Activity: Copy out all the lines of the data that hold the word "optional".

Recorded data:

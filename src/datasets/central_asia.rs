use crate::processing::{CodeTable, CoordinateFields, Popup, DEFAULT_COLOR};
use crate::render::circle_callback;
use crate::types::{CameraRecord, MapRow};

pub const COORDINATES: CoordinateFields = CoordinateFields {
    lat: "latitude",
    lon: "longitude",
};

pub const TYPE_COLORS: CodeTable<&str> = CodeTable {
    entries: &[
        ("speed_camera", "red"),
        ("alpr", "blue"),
        ("traffic_camera", "orange"),
    ],
    normalize: false,
};

const MARKER_RADIUS: u32 = 6;
const POPUP_MAX_WIDTH: u32 = 250;

pub fn color(record: &CameraRecord) -> &'static str {
    record
        .raw_field("camera_type")
        .and_then(|t| TYPE_COLORS.get(t))
        .unwrap_or(DEFAULT_COLOR)
}

pub fn build_popup(record: &CameraRecord) -> String {
    Popup::new()
        .measurement("Speed limit", record.field("speed_limit"), "km/h")
        .line("Type", record.raw_field("camera_type").unwrap_or("unknown"))
        .optional("Direction", record.field("compass_direction"))
        .optional("Road", record.field("road_direction"))
        .finish()
}

pub fn to_row(record: &CameraRecord) -> MapRow {
    MapRow {
        lat: record.lat(),
        lon: record.lon(),
        color: color(record),
        popup: build_popup(record),
        direction: None,
    }
}

pub fn callback() -> String {
    circle_callback(MARKER_RADIUS, POPUP_MAX_WIDTH)
}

Exercise answer:
        .optional("Direction", record.field("compass_direction"))
        .optional("Road", record.field("road_direction"))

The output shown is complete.